Foliar endophytes contribute to plant nutrient acquisition, stress tolerance, and pathogen resistance, yet their responses to ecosystem-level processes remain poorly understood. Using a space-for-time substitution design, we investigated bacterial and fungal community dynamics in the foliar endosphere of four phylogenetically distinct plant hosts across a well-characterized successional chronosequence.

Results

Amplicon sequencing revealed that the ecosystem development stage (site age) significantly influenced endophyte community composition, particularly among fungi, but explained only a small proportion of the total variation.
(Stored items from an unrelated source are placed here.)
//! Application settings and Telegram configuration.

use std::path::PathBuf;
use std::time::Duration;

use serde::{Deserialize, Serialize};

use super::{DEFAULT_MAX_REPORT_LENGTH, DEFAULT_REPORT_COOLDOWN_SECS};

/// Telegram API configuration.
#[derive(Clone, Serialize, Deserialize)]
pub struct TelegramConfig {
    /// Bot token issued by `@BotFather`.
    pub bot_token: String,

    /// Telegram API ID (obtain from <https://my.telegram.org>).
    pub api_id: i32,

    /// Telegram API hash (obtain from <https://my.telegram.org>).
    pub api_hash: String,

    /// Path to the session file.
    #[serde(default = "default_session_path")]
    pub session_path: PathBuf,
}

fn default_session_path() -> PathBuf {
    PathBuf::from("report_bot.session")
}

impl TelegramConfig {
    /// Creates a new Telegram configuration.
    #[must_use]
    pub fn new(bot_token: String, api_id: i32, api_hash: String) -> Self {
        Self {
            bot_token,
            api_id,
            api_hash,
            session_path: default_session_path(),
        }
    }

    /// Creates configuration from environment variables.
    ///
    /// Expects `BOT_TOKEN`, `TG_API_ID` and `TG_API_HASH` to be set.
    pub fn from_env() -> Result<Self, ConfigError> {
        let bot_token =
            std::env::var("BOT_TOKEN").map_err(|_| ConfigError::MissingEnvVar("BOT_TOKEN"))?;

        let api_id: i32 = std::env::var("TG_API_ID")
            .map_err(|_| ConfigError::MissingEnvVar("TG_API_ID"))?
            .trim()
            .parse()
            .ok()
            .filter(|id| *id > 0)
            .ok_or(ConfigError::InvalidApiId)?;

        let api_hash = std::env::var("TG_API_HASH")
            .map_err(|_| ConfigError::MissingEnvVar("TG_API_HASH"))?;

        let session_path = std::env::var("TG_SESSION_PATH")
            .map_or_else(|_| default_session_path(), PathBuf::from);

        Ok(Self {
            bot_token,
            api_id,
            api_hash,
            session_path,
        })
    }
}

// The token and hash are secrets; keep them out of logs.
impl std::fmt::Debug for TelegramConfig {
    fn fmt(&self, f: &mut std::fmt::Formatter<'_>) -> std::fmt::Result {
        f.debug_struct("TelegramConfig")
            .field("api_id", &self.api_id)
            .field("session_path", &self.session_path)
            .finish_non_exhaustive()
    }
}

/// Bot-specific settings.
#[derive(Debug, Clone, Serialize, Deserialize)]
pub struct BotSettings {
    /// Users allowed to review reports. They also receive every report.
    #[serde(default)]
    pub admin_ids: Vec<i64>,

    /// Channel that receives every report (`@name`, `t.me` link or numeric id).
    #[serde(default)]
    pub report_channel: Option<String>,

    /// Path to the reports JSON file.
    #[serde(default = "default_reports_path")]
    pub reports_path: PathBuf,

    /// Maximum length of the report details, in characters.
    #[serde(default = "default_max_report_length")]
    pub max_report_length: usize,

    /// Seconds a user has to wait between two submitted reports.
    #[serde(default = "default_report_cooldown")]
    pub report_cooldown_secs: u64,

    /// Log level for the application.
    #[serde(default = "default_log_level")]
    pub log_level: String,
}

fn default_reports_path() -> PathBuf {
    PathBuf::from("reports.json")
}

const fn default_max_report_length() -> usize {
    DEFAULT_MAX_REPORT_LENGTH
}

const fn default_report_cooldown() -> u64 {
    DEFAULT_REPORT_COOLDOWN_SECS
}

fn default_log_level() -> String {
    "info".to_owned()
}

impl Default for BotSettings {
    fn default() -> Self {
        Self {
            admin_ids: Vec::new(),
            report_channel: None,
            reports_path: default_reports_path(),
            max_report_length: default_max_report_length(),
            report_cooldown_secs: default_report_cooldown(),
            log_level: default_log_level(),
        }
    }
}

impl BotSettings {
    /// Creates bot settings from environment variables with defaults.
    ///
    /// Only `ADMIN_IDS` can fail: a list that does not parse is rejected
    /// rather than silently locking every admin out.
    pub fn from_env() -> Result<Self, ConfigError> {
        let admin_ids = std::env::var("ADMIN_IDS")
            .map(|raw| parse_admin_ids(&raw))
            .unwrap_or_else(|_| Ok(Vec::new()))?;

        Ok(Self {
            admin_ids,
            report_channel: std::env::var("REPORT_CHANNEL_ID")
                .ok()
                .map(|s| s.trim().to_owned())
                .filter(|s| !s.is_empty()),
            reports_path: std::env::var("REPORTS_PATH")
                .map_or_else(|_| default_reports_path(), PathBuf::from),
            max_report_length: std::env::var("MAX_REPORT_LENGTH")
                .ok()
                .and_then(|s| s.trim().parse().ok())
                .filter(|len| *len > 0)
                .unwrap_or_else(default_max_report_length),
            report_cooldown_secs: std::env::var("REPORT_COOLDOWN")
                .ok()
                .and_then(|s| s.trim().parse().ok())
                .unwrap_or_else(default_report_cooldown),
            log_level: std::env::var("RUST_LOG").unwrap_or_else(|_| default_log_level()),
        })
    }

    /// Returns the report cooldown as a duration.
    #[must_use]
    pub const fn report_cooldown(&self) -> Duration {
        Duration::from_secs(self.report_cooldown_secs)
    }

    /// Checks whether the given user is a configured admin.
    #[must_use]
    pub fn is_admin(&self, user_id: i64) -> bool {
        self.admin_ids.contains(&user_id)
    }
}

/// Parses a comma separated list of user ids, skipping empty items.
pub fn parse_admin_ids(raw: &str) -> Result<Vec<i64>, ConfigError> {
    raw.split(',')
        .map(str::trim)
        .filter(|item| !item.is_empty())
        .map(|item| {
            item.parse()
                .map_err(|_| ConfigError::InvalidAdminId(item.to_owned()))
        })
        .collect()
}

/// Configuration errors.
#[derive(Debug, thiserror::Error)]
pub enum ConfigError {
    #[error("Missing required environment variable: {0}")]
    MissingEnvVar(&'static str),

    #[error("Invalid API ID format (must be a positive integer)")]
    InvalidApiId,

    #[error("Invalid admin id in ADMIN_IDS: '{0}'")]
    InvalidAdminId(String),
}

#[cfg(test)]
mod tests {
    use super::*;

    #[test]
    fn test_default_settings() {
        let settings = BotSettings::default();
        assert!(settings.admin_ids.is_empty());
        assert!(settings.report_channel.is_none());
        assert_eq!(settings.max_report_length, 1000);
        assert_eq!(settings.report_cooldown(), Duration::from_secs(60));
        assert_eq!(settings.reports_path, PathBuf::from("reports.json"));
    }

    #[test]
    fn test_telegram_config_new() {
        let config = TelegramConfig::new("123:abc".to_owned(), 12345, "abc123".to_owned());
        assert_eq!(config.api_id, 12345);
        assert_eq!(config.api_hash, "abc123");
        assert_eq!(config.session_path, PathBuf::from("report_bot.session"));
    }

    #[test]
    fn test_telegram_config_debug_hides_secrets() {
        let config = TelegramConfig::new("123:secret".to_owned(), 1, "hash".to_owned());
        let debug = format!("{config:?}");
        assert!(!debug.contains("secret"));
        assert!(!debug.contains("api_hash"));
    }

    #[test]
    fn test_parse_admin_ids() {
        assert_eq!(parse_admin_ids("1,2, 3").unwrap(), vec![1, 2, 3]);
        assert_eq!(parse_admin_ids("").unwrap(), Vec::<i64>::new());
        assert_eq!(parse_admin_ids("42,,").unwrap(), vec![42]);
    }

    #[test]
    fn test_parse_admin_ids_invalid() {
        let err = parse_admin_ids("1,abc").unwrap_err();
        assert!(matches!(err, ConfigError::InvalidAdminId(ref id) if id == "abc"));
    }

    #[test]
    fn test_is_admin() {
        let settings = BotSettings {
            admin_ids: vec![10, 20],
            ..BotSettings::default()
        };
        assert!(settings.is_admin(10));
        assert!(!settings.is_admin(30));
    }
}
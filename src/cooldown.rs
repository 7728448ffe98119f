//! Per-user report cooldowns.
//!
//! A user who submitted a report has to wait a fixed period before
//! opening the next one. Only confirmed reports start the period.

use std::collections::HashMap;
use std::time::{Duration, Instant};

use tokio::sync::Mutex;
use tracing::debug;

/// Tracks the last submission time of every user.
#[derive(Debug)]
pub struct Cooldowns {
    /// Minimum duration between two reports of one user.
    period: Duration,

    /// Last submission per user id.
    last_report: Mutex<HashMap<i64, Instant>>,
}

impl Cooldowns {
    /// Creates a tracker with the specified period.
    #[must_use]
    pub fn new(period: Duration) -> Self {
        Self {
            period,
            last_report: Mutex::new(HashMap::new()),
        }
    }

    /// Creates a tracker from seconds.
    #[must_use]
    pub fn from_secs(secs: u64) -> Self {
        Self::new(Duration::from_secs(secs))
    }

    /// Returns the configured period.
    #[must_use]
    pub const fn period(&self) -> Duration {
        self.period
    }

    /// Returns how long the user still has to wait, or `None` if a new
    /// report is allowed right now.
    pub async fn remaining(&self, user_id: i64) -> Option<Duration> {
        let last = self.last_report.lock().await;
        let elapsed = last.get(&user_id)?.elapsed();

        if elapsed >= self.period {
            None
        } else {
            Some(self.period - elapsed)
        }
    }

    /// Starts the cooldown for the user.
    pub async fn start(&self, user_id: i64) {
        debug!("Starting {:?} cooldown for user {}", self.period, user_id);
        let mut last = self.last_report.lock().await;
        last.insert(user_id, Instant::now());
    }

    /// Clears the cooldown of the user.
    pub async fn clear(&self, user_id: i64) {
        let mut last = self.last_report.lock().await;
        last.remove(&user_id);
    }

    /// Drops entries whose cooldown already ran out.
    ///
    /// Returns the number of removed entries.
    pub async fn prune(&self) -> usize {
        let mut last = self.last_report.lock().await;
        let before = last.len();
        last.retain(|_, started| started.elapsed() < self.period);
        before - last.len()
    }
}

/// Whole seconds to show the user for a remaining wait, never zero.
#[must_use]
pub fn display_secs(remaining: Duration) -> u64 {
    remaining.as_secs().max(1)
}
Host plant identity and associated leaf stoichiometry were stronger predictors of community structure, with sampling time within the growing season also contributing significantly. Together, these deterministic factors explained 10% and 11% of bacterial and fungal compositional variation, respectively, and 27% of predicted bacterial functional potential. Null model analyses indicated that remaining variation was mostly consistent with stochastic assembly processes, particularly ecological drift. Endophytic communities were characterized by a few persistent dominant taxa and many rare, transient members with overlapping functional potential, including N2 fixation, methylotrophy, and denitrification.

Conclusions

Our findings demonstrate that host identity outweighs ecosystem age in structuring foliar endophyte communities and that stochastic processes play a central role in community assembly. The coexistence of stable dominant taxa and a dynamic rare biosphere may enhance plant responsiveness to environmental changes, while the functional potential of endophytes may remain largely consistent across seasons and successional stages.